WHAT TO PRODUCE: Using the data below, work out how many lines contain the word "width", then state that number without comment.

DATASET RECORDS:
//! Confirmation step: contact details, minimum-contribution choice and the
//! terms-acceptance gate in front of the publish button.

use rust_decimal::Decimal;
use serde::{Deserialize, Serialize};

use crate::error::ValidationError;

/// Pixels of slack when deciding the terms were scrolled to the end
const SCROLL_TOLERANCE: f64 = 4.0;

const MIN_PHONE_DIGITS: usize = 7;

#[derive(Debug, Clone, PartialEq, Serialize, Deserialize)]
#[serde(rename_all = "camelCase")]
pub struct ConfirmationData {
    pub email: String,
    pub phone: String,
    pub use_min_contribution: bool,
    pub terms_accepted: bool,
}

impl Default for ConfirmationData {
    fn default() -> Self {
        Self {
            email: String::new(),
            phone: String::new(),
            use_min_contribution: true,
            terms_accepted: false,
        }
    }
}

impl ConfirmationData {
    /// First failing rule, in the order fields appear on screen.
    pub fn validate(&self) -> Result<(), ValidationError> {
        if !is_valid_email(&self.email) {
            return Err(ValidationError::InvalidEmail);
        }
        if !is_valid_phone(&self.phone) {
            return Err(ValidationError::InvalidPhone);
        }
        if !self.terms_accepted {
            return Err(ValidationError::TermsNotAccepted);
        }
        Ok(())
    }

    /// Whether the publish button is enabled
    pub fn can_publish(&self) -> bool {
        self.validate().is_ok()
    }

    /// Minimum contribution to publish, honouring the override
    pub fn effective_min_contribution(&self, min_contribution: Decimal) -> Decimal {
        if self.use_min_contribution {
            min_contribution
        } else {
            Decimal::ZERO
        }
    }
}

/// Suggested goal shown on the confirmation screen
pub fn suggested_total(guest_count: u32, min_contribution: Decimal) -> Decimal {
    Decimal::from(guest_count).saturating_mul(min_contribution)
}

pub fn is_valid_email(email: &str) -> bool {
    let email = email.trim();
    let Some((local, domain)) = email.split_once('@') else {
        return false;
    };
    !local.is_empty()
        && !domain.contains('@')
        && domain.contains('.')
        && !domain.starts_with('.')
        && !domain.ends_with('.')
        && !email.contains(char::is_whitespace)
}

pub fn is_valid_phone(phone: &str) -> bool {
    let phone = phone.trim();
    let allowed = phone
        .chars()
        .all(|c| c.is_ascii_digit() || matches!(c, '+' | ' ' | '-' | '(' | ')'));
    allowed && phone.chars().filter(char::is_ascii_digit).count() >= MIN_PHONE_DIGITS
}

/// Terms modal state: acceptance is only possible after scrolling to the end.
#[derive(Debug, Clone, Copy, Default, PartialEq, Eq)]
pub struct TermsGate {
    open: bool,
    read_to_end: bool,
}

impl TermsGate {
    pub fn open(&mut self) {
        self.open = true;
    }

    pub fn close(&mut self) {
        self.open = false;
    }

    pub fn is_open(&self) -> bool {
        self.open
    }

    pub fn read_to_end(&self) -> bool {
        self.read_to_end
    }

    /// Feed a scroll position from the terms container.
    pub fn on_scroll(&mut self, scroll_top: f64, client_height: f64, scroll_height: f64) {
        if scroll_top + client_height + SCROLL_TOLERANCE >= scroll_height {
            self.read_to_end = true;
        }
    }

    /// Accept the terms into `data` and close the modal.
    pub fn accept(&mut self, data: &mut ConfirmationData) -> Result<(), ValidationError> {
        if !self.read_to_end {
            return Err(ValidationError::TermsNotRead);
        }
        data.terms_accepted = true;
        self.open = false;
        Ok(())
    }
}
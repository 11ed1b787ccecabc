use dioxus::prelude::*;

/// Red banner for a failed request or a rejected form
#[component]
pub fn ErrorBanner(message: String) -> Element {
    rsx! {
        div {
            class: "mb-4 p-3 bg-red-50 border border-red-200 text-red-700 rounded-lg text-sm",
            role: "alert",
            "{message}"
        }
    }
}

#[component]
pub fn EmptyState(icon: &'static str, title: String, children: Element) -> Element {
    rsx! {
        div {
            class: "text-center py-16 bg-white rounded-xl border border-dashed border-gray-300",
            div { class: "text-4xl mb-3", "{icon}" }
            p { class: "text-gray-700 font-medium mb-4", "{title}" }
            {children}
        }
    }
}
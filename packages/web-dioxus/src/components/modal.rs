//! Modal dialog shell

use dioxus::prelude::*;

#[derive(Props, Clone, PartialEq)]
pub struct ModalProps {
    pub title: String,
    pub on_close: EventHandler<()>,
    #[props(default = "max-w-md")]
    pub width: &'static str,
    pub children: Element,
}

/// Centered dialog over a dimmed backdrop. Clicking the backdrop closes it.
#[component]
pub fn Modal(props: ModalProps) -> Element {
    let on_close = props.on_close;

    rsx! {
        div {
            class: "fixed inset-0 z-50 flex items-center justify-center px-4",
            div {
                class: "absolute inset-0 bg-black/40",
                onclick: move |_| on_close.call(()),
            }
            div {
                class: "relative bg-white rounded-xl shadow-xl w-full {props.width} max-h-[90vh] flex flex-col",
                div {
                    class: "flex items-center justify-between px-5 py-4 border-b border-gray-100",
                    h2 { class: "text-lg font-semibold text-gray-900", "{props.title}" }
                    button {
                        class: "text-gray-400 hover:text-gray-600 text-xl leading-none",
                        onclick: move |_| on_close.call(()),
                        "\u{00D7}"
                    }
                }
                div {
                    class: "px-5 py-4 overflow-y-auto",
                    {props.children}
                }
            }
        }
    }
}
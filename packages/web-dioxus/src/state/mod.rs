//! Global state management

use std::rc::Rc;
use std::time::Duration;

use dioxus::prelude::*;
use registry_core::wizard::DraftStore;
use registry_core::Config;

use crate::browser;

/// Configuration and the draft store, shared by every screen
#[derive(Clone, Copy)]
pub struct AppState {
    config: Signal<Config>,
    drafts: Signal<Rc<dyn DraftStore>>,
}

impl AppState {
    pub fn new(config: Config) -> Self {
        let drafts = browser::draft_store(&config);
        Self {
            config: Signal::new(config),
            drafts: Signal::new(drafts),
        }
    }

    pub fn api_url(&self) -> String {
        self.config.peek().api_url.clone()
    }

    pub fn share_base_url(&self) -> String {
        self.config.peek().share_base_url.clone()
    }

    pub fn page_size(&self) -> u32 {
        self.config.peek().page_size
    }

    pub fn search_debounce(&self) -> Duration {
        self.config.peek().search_debounce
    }

    pub fn drafts(&self) -> Rc<dyn DraftStore> {
        self.drafts.peek().clone()
    }
}

/// Hook to access the app state
pub fn use_app_state() -> AppState {
    use_context::<AppState>()
}

/// Browser builds bake the `REGISTRY_*` values in at compile time; native
/// builds read them from the environment (and `.env`).
pub fn load_config() -> Config {
    #[cfg(not(feature = "web"))]
    match Config::from_env() {
        Ok(config) => return config,
        Err(e) => tracing::warn!(error = %e, "Invalid environment configuration, using defaults"),
    }

    Config::from_build_values(
        option_env!("REGISTRY_API_URL"),
        option_env!("REGISTRY_SHARE_BASE_URL"),
        option_env!("REGISTRY_SEARCH_DEBOUNCE_MS"),
        option_env!("REGISTRY_PAGE_SIZE"),
    )
}
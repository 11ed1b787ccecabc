//! Guest-facing view of a published registry: item progress, local
//! contributions and the RSVP form.

use rust_decimal::Decimal;
use serde::Serialize;
use tracing::info;

use crate::error::ValidationError;
use crate::money::within_limit;
use crate::progress::{ItemProgress, ProgressReport};
use crate::types::{CatalogItem, GiftList};

#[derive(Debug, Clone, PartialEq)]
pub struct PublishedRegistry {
    list: GiftList,
}

impl PublishedRegistry {
    /// Wrap a list for guests. Drafts are not guest-accessible.
    pub fn new(list: GiftList) -> Option<Self> {
        list.is_published().then_some(Self { list })
    }

    pub fn list(&self) -> &GiftList {
        &self.list
    }

    pub fn items(&self) -> &[CatalogItem] {
        &self.list.products
    }

    pub fn item_progress(&self, product_id: &str) -> Option<ItemProgress> {
        self.list.find_product(product_id).map(|item| ItemProgress {
            product_id: item.id.clone(),
            name: item.name.clone(),
            goal: item.goal(),
            contributed: item.contributed(),
        })
    }

    pub fn overall(&self) -> ProgressReport {
        ProgressReport::from_products(&self.list)
    }

    /// Smallest amount a guest may pledge
    pub fn min_contribution(&self) -> Decimal {
        self.list.min_contribution.max(Decimal::ZERO)
    }

    /// Record a pledge locally and return the item's new contributed total.
    pub fn contribute(
        &mut self,
        product_id: &str,
        amount: Decimal,
    ) -> Result<Decimal, ValidationError> {
        if amount <= Decimal::ZERO {
            return Err(ValidationError::InvalidContributionAmount);
        }
        within_limit(amount)?;
        let minimum = self.min_contribution();
        if amount < minimum {
            return Err(ValidationError::BelowMinContribution(minimum));
        }

        let item = self
            .list
            .products
            .iter_mut()
            .find(|item| item.id == product_id)
            .ok_or_else(|| ValidationError::ItemNotSelected(product_id.to_string()))?;

        let total = item
            .contributed()
            .checked_add(amount)
            .ok_or(ValidationError::AmountTooLarge)?;
        item.contributed_amount = Some(total);

        info!(
            list_id = %self.list.id,
            product_id,
            amount = %amount,
            "Contribution recorded locally"
        );
        Ok(total)
    }

    /// Parse the amount box of the contribution modal.
    pub fn parse_amount(input: &str) -> Result<Decimal, ValidationError> {
        input
            .trim()
            .parse::<Decimal>()
            .map_err(|_| ValidationError::InvalidContributionAmount)
            .and_then(within_limit)
    }
}

#[derive(Debug, Clone, Default, PartialEq, Eq, Serialize)]
#[serde(rename_all = "camelCase")]
pub struct Rsvp {
    pub name: String,
    pub attending: bool,
    pub companions: u32,
    pub message: String,
}

impl Rsvp {
    pub fn validate(&self) -> Result<(), ValidationError> {
        if self.name.trim().is_empty() {
            return Err(ValidationError::RsvpNameMissing);
        }
        Ok(())
    }

    /// RSVPs are only logged; nothing is sent to the server.
    pub fn submit(&self, list_id: &str) -> Result<(), ValidationError> {
        self.validate()?;
        info!(
            list_id,
            name = %self.name.trim(),
            attending = self.attending,
            companions = self.companions,
            message = %self.message.trim(),
            "RSVP received"
        );
        Ok(())
    }
}
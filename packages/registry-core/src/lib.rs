//! Gift registry client core
//!
//! Renderer-independent building blocks for the gift registry frontend:
//! the typed REST client for the registry API, the list-creation wizard
//! and its local draft, catalog browsing, the selection cart, and the view
//! models behind the dashboard, published view, progress report and
//! notification screens.
//!
//! # Example
//!
//! ```rust,ignore
//! use registry_core::{Config, RegistryClient, Credentials};
//!
//! let config = Config::from_env()?;
//! let client = RegistryClient::new(&config.api_url);
//!
//! let session = client.login(&Credentials::new("me@example.com", "secret")).await?;
//! let client = client.with_token(&session.token);
//!
//! let lists = client.lists().await?;
//! ```

pub mod api;
pub mod auth;
pub mod catalog;
pub mod config;
pub mod confirmation;
pub mod dashboard;
pub mod error;
pub mod location;
pub mod money;
pub mod notifications;
pub mod progress;
pub mod published;
pub mod selection;
pub mod types;
pub mod wizard;

pub use api::RegistryClient;
pub use auth::{AuthSession, Credentials};
pub use config::Config;
pub use error::{ClientError, DraftError, Result, SubmitError, ValidationError};
pub use types::*;
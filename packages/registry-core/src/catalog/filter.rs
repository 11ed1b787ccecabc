use rust_decimal::Decimal;
use serde::{Deserialize, Serialize};

use crate::error::ValidationError;
use crate::money::within_limit;

/// Query string for `GET /api/Products/paginated`
#[derive(Debug, Clone, PartialEq, Eq, Serialize)]
#[serde(rename_all = "camelCase")]
pub struct CatalogQuery {
    pub page: u32,
    pub page_size: u32,
    #[serde(skip_serializing_if = "Option::is_none")]
    pub search: Option<String>,
}

/// Categories, vendors and price range chosen in the advanced filter panel
#[derive(Debug, Clone, Default, PartialEq, Serialize, Deserialize)]
#[serde(rename_all = "camelCase")]
pub struct AdvancedFilter {
    pub categories: Vec<String>,
    pub suppliers: Vec<String>,
    pub min_price: Option<Decimal>,
    pub max_price: Option<Decimal>,
}

impl AdvancedFilter {
    pub fn is_empty(&self) -> bool {
        self.categories.is_empty()
            && self.suppliers.is_empty()
            && self.min_price.is_none()
            && self.max_price.is_none()
    }

    pub fn validate(&self) -> Result<(), ValidationError> {
        if let (Some(min), Some(max)) = (self.min_price, self.max_price) {
            if min > max {
                return Err(ValidationError::PriceRangeInverted);
            }
        }
        if self.min_price.is_some_and(|p| p < Decimal::ZERO)
            || self.max_price.is_some_and(|p| p < Decimal::ZERO)
        {
            return Err(ValidationError::PriceRangeInverted);
        }
        Ok(())
    }

    pub fn toggle_category(&mut self, id: &str) {
        toggle(&mut self.categories, id);
    }

    pub fn toggle_supplier(&mut self, id: &str) {
        toggle(&mut self.suppliers, id);
    }

    /// Parse a price box; blank clears the bound.
    pub fn parse_price(input: &str) -> Result<Option<Decimal>, ValidationError> {
        let trimmed = input.trim();
        if trimmed.is_empty() {
            return Ok(None);
        }
        trimmed
            .parse::<Decimal>()
            .map_err(|_| ValidationError::InvalidPrice)
            .and_then(within_limit)
            .map(Some)
    }
}

fn toggle(values: &mut Vec<String>, id: &str) {
    if let Some(pos) = values.iter().position(|v| v == id) {
        values.remove(pos);
    } else {
        values.push(id.to_string());
    }
}

/// Body for `POST /api/products/search`
#[derive(Debug, Clone, PartialEq, Serialize)]
#[serde(rename_all = "camelCase")]
pub struct ProductSearch {
    #[serde(flatten)]
    pub filter: AdvancedFilter,
    #[serde(skip_serializing_if = "Option::is_none")]
    pub search_term: Option<String>,
    pub page: u32,
    pub page_size: u32,
}

#[cfg(test)]
mod tests {
    use super::*;
    use serde_json::json;

    #[test]
    fn inverted_price_range_rejected() {
        let filter = AdvancedFilter {
            min_price: Some(Decimal::from(100)),
            max_price: Some(Decimal::from(50)),
            ..Default::default()
        };

        assert_eq!(filter.validate(), Err(ValidationError::PriceRangeInverted));
    }

    #[test]
    fn toggling_adds_then_removes() {
        let mut filter = AdvancedFilter::default();

        filter.toggle_category("kitchen");
        filter.toggle_supplier("acme");
        assert!(!filter.is_empty());

        filter.toggle_category("kitchen");
        filter.toggle_supplier("acme");
        assert!(filter.is_empty());
    }

    #[test]
    fn blank_price_clears_bound() {
        assert_eq!(AdvancedFilter::parse_price("  "), Ok(None));
        assert_eq!(
            AdvancedFilter::parse_price("19.99"),
            Ok(Some(Decimal::new(1999, 2)))
        );
        assert!(AdvancedFilter::parse_price("abc").is_err());
    }

    #[test]
    fn search_body_is_flat_camel_case() {
        let search = ProductSearch {
            filter: AdvancedFilter {
                categories: vec!["kitchen".into()],
                suppliers: vec![],
                min_price: Some(Decimal::from(10)),
                max_price: None,
            },
            search_term: None,
            page: 1,
            page_size: 12,
        };

        let body = serde_json::to_value(&search).unwrap();
        assert_eq!(body["categories"], json!(["kitchen"]));
        assert_eq!(body["minPrice"], json!(10.0));
        assert_eq!(body["maxPrice"], json!(null));
        assert_eq!(body["pageSize"], json!(12));
        assert!(body.get("searchTerm").is_none());
    }

    #[test]
    fn price_bounds_are_limited() {
        assert_eq!(
            AdvancedFilter::parse_price("2000000000"),
            Err(ValidationError::AmountTooLarge)
        );
        assert_eq!(AdvancedFilter::parse_price(" "), Ok(None));
    }
}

RESPONSE: 2